TASK TO CARRY OUT |
Search the records for "push". Copy every line where it appears.

..............................

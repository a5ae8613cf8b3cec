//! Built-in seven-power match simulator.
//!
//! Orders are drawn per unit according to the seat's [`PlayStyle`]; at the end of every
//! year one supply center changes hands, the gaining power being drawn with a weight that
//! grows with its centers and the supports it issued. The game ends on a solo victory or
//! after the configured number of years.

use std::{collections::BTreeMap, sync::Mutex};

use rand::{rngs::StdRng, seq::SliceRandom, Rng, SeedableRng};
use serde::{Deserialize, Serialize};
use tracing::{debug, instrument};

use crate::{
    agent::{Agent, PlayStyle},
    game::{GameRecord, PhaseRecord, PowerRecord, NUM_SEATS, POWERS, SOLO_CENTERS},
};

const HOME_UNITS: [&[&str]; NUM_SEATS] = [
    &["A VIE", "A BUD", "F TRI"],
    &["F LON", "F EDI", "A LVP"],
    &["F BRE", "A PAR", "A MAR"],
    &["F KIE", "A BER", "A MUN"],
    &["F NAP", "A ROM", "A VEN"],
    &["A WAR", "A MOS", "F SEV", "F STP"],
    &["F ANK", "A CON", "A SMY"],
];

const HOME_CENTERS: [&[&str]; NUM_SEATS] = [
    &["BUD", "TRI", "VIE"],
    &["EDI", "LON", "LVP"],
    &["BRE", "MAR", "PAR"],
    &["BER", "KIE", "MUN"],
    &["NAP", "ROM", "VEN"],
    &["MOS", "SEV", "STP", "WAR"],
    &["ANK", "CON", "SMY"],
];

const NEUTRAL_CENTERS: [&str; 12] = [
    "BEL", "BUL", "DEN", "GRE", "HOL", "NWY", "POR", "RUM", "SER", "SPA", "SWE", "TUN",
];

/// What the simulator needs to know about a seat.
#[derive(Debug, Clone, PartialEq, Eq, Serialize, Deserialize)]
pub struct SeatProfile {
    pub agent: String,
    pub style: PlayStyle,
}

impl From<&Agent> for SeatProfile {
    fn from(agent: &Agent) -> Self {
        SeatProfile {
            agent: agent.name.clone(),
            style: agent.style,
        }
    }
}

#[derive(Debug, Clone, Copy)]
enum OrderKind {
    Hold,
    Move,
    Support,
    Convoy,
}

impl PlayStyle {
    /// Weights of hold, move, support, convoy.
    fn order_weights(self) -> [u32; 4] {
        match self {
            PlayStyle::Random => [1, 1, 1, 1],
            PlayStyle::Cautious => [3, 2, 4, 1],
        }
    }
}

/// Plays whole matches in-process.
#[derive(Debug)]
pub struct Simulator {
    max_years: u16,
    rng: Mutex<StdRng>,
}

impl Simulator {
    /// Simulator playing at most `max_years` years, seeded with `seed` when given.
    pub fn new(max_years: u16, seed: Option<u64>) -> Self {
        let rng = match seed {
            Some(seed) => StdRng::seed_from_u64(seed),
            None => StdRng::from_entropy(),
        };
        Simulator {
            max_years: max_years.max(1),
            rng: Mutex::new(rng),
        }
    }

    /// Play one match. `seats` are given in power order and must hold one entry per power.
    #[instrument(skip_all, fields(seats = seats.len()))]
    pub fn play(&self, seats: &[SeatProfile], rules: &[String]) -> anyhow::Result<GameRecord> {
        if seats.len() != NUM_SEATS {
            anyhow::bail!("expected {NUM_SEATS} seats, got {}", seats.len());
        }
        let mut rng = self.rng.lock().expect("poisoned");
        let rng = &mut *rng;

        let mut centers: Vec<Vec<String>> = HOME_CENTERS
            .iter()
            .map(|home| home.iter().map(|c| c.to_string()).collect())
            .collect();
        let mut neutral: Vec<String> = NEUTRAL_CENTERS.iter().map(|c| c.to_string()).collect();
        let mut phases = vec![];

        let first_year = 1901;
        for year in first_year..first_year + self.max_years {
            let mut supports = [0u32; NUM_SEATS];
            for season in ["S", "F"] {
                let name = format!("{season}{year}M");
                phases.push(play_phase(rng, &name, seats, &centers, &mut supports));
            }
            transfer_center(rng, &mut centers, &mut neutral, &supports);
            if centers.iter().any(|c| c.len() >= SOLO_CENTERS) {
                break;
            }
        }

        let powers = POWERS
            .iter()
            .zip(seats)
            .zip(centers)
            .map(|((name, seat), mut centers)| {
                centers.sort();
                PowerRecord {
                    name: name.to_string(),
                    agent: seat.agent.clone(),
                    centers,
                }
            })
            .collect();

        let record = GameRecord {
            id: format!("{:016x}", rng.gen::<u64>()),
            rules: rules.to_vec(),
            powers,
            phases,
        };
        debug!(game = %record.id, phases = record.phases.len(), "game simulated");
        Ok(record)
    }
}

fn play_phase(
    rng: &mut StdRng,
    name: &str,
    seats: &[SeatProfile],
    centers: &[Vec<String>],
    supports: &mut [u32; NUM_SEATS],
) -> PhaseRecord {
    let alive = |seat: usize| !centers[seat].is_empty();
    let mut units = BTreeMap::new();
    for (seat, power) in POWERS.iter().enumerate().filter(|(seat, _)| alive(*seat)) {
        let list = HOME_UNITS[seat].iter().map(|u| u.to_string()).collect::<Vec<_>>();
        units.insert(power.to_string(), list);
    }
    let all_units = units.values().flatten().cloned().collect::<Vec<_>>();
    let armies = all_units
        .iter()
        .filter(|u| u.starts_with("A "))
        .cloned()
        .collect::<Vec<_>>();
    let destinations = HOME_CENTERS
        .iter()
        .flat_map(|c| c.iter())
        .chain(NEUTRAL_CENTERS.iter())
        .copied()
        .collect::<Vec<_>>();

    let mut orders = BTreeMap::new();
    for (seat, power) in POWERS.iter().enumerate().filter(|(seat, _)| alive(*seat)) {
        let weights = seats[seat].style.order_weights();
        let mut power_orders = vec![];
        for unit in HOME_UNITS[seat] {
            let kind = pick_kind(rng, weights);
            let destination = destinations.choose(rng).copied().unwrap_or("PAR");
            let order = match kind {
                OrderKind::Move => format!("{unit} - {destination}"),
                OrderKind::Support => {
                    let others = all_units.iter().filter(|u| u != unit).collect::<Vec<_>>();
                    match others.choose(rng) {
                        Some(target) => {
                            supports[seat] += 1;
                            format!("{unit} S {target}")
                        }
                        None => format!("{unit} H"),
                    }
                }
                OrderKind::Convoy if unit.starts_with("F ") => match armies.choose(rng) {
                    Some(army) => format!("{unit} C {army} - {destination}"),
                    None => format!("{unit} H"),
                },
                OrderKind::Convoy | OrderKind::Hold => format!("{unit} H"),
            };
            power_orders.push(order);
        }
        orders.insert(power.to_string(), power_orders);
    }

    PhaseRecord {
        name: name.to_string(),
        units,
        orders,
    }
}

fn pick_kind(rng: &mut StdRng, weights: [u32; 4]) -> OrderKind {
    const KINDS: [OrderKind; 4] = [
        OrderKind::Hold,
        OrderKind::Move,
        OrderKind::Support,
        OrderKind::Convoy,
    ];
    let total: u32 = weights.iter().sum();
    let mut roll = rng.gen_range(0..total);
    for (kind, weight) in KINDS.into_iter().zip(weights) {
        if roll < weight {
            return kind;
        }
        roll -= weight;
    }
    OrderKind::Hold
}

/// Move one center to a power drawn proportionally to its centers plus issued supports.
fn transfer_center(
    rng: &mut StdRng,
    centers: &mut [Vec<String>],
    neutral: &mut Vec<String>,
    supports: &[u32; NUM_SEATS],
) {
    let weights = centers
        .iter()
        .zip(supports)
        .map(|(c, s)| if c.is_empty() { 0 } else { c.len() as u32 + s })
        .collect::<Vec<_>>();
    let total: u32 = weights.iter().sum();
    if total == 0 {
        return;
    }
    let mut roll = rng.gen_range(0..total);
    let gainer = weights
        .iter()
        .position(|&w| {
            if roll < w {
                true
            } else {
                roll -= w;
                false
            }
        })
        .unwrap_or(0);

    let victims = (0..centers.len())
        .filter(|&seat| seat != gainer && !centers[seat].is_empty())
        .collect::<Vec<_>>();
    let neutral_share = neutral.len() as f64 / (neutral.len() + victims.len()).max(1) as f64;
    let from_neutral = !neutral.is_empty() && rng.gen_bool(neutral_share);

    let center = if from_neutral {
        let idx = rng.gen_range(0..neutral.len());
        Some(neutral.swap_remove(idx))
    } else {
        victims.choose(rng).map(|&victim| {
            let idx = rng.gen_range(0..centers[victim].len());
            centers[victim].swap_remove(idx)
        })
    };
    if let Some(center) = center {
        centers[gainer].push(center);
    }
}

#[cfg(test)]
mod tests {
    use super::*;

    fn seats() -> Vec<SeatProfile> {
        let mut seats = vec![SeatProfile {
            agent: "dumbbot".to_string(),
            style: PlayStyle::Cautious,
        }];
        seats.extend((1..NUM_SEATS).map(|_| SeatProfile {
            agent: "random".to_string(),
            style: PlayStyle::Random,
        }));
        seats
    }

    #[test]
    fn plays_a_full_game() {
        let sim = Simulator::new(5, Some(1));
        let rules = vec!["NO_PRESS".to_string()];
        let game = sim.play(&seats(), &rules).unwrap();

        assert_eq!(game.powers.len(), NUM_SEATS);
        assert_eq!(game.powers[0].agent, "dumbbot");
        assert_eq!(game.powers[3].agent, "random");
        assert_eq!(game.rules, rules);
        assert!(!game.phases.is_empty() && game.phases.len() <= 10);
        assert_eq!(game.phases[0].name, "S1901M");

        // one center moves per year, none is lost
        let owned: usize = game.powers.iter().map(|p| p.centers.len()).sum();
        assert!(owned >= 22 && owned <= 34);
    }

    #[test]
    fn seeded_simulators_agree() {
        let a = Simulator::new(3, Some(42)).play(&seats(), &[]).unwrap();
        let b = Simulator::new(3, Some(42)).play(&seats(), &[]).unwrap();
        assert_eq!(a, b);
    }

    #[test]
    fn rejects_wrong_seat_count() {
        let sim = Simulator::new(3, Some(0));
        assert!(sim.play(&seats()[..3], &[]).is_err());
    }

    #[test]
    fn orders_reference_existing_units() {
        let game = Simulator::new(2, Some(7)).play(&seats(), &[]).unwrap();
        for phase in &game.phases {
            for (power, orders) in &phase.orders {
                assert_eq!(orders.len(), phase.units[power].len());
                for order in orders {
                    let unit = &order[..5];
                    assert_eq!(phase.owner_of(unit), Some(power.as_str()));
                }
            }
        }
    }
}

..............................

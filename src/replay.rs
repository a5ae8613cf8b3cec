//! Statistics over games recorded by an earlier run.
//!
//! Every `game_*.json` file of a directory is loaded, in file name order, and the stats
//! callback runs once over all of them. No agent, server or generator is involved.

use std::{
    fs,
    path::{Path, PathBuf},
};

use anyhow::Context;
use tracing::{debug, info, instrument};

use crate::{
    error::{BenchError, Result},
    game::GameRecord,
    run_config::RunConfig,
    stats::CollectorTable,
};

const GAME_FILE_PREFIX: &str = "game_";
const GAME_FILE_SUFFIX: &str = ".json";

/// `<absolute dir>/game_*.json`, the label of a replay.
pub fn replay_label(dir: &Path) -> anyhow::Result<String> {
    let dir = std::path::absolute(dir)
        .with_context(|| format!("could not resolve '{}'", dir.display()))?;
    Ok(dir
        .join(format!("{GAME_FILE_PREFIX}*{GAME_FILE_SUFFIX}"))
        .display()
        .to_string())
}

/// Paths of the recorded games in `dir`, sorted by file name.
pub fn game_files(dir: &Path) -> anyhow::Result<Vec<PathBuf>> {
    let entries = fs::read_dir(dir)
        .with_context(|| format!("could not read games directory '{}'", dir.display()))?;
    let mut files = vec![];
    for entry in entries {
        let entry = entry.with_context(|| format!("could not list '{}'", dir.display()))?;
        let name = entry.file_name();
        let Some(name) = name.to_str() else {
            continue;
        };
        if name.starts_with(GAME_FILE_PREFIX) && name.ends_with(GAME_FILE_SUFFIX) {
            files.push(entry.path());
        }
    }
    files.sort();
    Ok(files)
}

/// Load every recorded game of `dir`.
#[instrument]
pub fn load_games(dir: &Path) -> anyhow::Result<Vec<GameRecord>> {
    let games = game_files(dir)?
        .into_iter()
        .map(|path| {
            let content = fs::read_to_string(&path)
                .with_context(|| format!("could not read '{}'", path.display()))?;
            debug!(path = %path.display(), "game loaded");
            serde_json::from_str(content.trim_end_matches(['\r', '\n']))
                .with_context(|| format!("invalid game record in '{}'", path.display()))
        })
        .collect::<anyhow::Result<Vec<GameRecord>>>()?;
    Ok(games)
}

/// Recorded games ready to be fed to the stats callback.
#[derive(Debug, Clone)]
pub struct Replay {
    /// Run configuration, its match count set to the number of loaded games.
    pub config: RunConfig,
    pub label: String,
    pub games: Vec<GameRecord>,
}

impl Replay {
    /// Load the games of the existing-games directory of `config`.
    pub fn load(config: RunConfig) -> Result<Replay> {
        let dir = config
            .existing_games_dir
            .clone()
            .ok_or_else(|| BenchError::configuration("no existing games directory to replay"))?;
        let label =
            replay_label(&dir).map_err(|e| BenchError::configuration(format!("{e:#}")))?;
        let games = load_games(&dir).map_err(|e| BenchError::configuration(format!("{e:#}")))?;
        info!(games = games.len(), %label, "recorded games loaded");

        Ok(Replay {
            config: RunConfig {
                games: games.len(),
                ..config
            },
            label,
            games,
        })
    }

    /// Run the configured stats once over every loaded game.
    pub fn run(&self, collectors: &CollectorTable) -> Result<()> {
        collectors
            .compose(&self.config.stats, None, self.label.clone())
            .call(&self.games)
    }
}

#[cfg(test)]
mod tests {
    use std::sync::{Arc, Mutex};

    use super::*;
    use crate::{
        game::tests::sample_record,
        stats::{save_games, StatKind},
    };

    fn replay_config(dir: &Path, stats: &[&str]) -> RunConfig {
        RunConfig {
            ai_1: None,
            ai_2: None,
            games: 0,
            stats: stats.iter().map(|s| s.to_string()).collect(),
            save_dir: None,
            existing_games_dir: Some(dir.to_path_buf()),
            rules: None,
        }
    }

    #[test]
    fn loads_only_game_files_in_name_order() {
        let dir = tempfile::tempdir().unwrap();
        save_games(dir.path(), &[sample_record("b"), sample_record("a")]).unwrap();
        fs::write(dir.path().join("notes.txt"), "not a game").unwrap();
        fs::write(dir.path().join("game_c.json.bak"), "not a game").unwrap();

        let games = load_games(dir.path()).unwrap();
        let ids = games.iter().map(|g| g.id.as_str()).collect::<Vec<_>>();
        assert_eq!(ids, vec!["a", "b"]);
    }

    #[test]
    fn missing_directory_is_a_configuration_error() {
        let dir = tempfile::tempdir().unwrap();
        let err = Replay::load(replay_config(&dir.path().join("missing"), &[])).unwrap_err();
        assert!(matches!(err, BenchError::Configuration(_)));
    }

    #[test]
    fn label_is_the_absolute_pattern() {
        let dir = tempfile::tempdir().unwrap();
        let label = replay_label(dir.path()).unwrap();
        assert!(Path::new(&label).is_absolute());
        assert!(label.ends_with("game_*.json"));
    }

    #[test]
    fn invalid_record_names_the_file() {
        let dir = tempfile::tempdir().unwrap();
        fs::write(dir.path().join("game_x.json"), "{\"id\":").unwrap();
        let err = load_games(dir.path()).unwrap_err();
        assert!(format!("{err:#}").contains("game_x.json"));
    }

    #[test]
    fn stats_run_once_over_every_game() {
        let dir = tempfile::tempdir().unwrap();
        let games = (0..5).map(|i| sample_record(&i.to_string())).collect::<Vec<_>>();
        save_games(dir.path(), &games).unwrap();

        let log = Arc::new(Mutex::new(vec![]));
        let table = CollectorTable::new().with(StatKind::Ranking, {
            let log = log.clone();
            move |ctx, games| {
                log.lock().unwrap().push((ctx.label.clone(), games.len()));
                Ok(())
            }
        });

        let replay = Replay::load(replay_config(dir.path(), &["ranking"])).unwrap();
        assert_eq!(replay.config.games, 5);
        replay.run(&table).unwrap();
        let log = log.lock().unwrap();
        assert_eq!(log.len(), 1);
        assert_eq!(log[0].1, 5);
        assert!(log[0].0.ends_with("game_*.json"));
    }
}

..............................

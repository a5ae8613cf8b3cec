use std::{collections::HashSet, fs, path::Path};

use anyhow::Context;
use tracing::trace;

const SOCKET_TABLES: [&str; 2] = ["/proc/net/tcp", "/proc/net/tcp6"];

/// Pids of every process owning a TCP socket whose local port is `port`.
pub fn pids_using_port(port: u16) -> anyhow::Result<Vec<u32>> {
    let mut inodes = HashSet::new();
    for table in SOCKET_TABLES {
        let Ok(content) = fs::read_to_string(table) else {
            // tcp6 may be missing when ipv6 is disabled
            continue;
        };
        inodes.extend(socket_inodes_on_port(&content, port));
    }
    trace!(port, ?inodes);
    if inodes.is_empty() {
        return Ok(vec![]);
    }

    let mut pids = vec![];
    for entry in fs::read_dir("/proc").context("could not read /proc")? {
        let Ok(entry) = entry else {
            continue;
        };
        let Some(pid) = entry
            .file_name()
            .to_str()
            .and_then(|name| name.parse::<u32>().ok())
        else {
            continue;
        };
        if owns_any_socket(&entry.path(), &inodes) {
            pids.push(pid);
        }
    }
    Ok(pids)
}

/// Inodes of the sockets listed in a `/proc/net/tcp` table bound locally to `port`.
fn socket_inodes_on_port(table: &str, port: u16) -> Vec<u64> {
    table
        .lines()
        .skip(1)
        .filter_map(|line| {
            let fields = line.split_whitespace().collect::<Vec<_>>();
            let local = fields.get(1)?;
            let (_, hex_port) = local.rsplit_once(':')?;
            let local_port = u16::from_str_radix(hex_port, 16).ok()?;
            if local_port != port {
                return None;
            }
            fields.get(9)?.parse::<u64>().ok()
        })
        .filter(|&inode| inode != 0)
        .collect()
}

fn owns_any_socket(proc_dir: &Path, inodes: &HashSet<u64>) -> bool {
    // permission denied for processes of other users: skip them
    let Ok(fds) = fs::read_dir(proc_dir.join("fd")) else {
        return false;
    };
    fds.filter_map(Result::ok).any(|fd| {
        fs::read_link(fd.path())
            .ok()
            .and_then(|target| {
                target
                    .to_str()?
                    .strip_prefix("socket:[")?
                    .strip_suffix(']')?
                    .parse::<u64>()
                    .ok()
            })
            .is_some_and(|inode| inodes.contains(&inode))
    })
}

..............................

RESPONSE TO THE EXERCISE |
                phases.push(play_phase(rng, &name, seats, &centers, &mut supports));
            power_orders.push(order);
        centers[gainer].push(center);
            files.push(entry.path());
                log.lock().unwrap().push((ctx.label.clone(), games.len()));
            pids.push(pid);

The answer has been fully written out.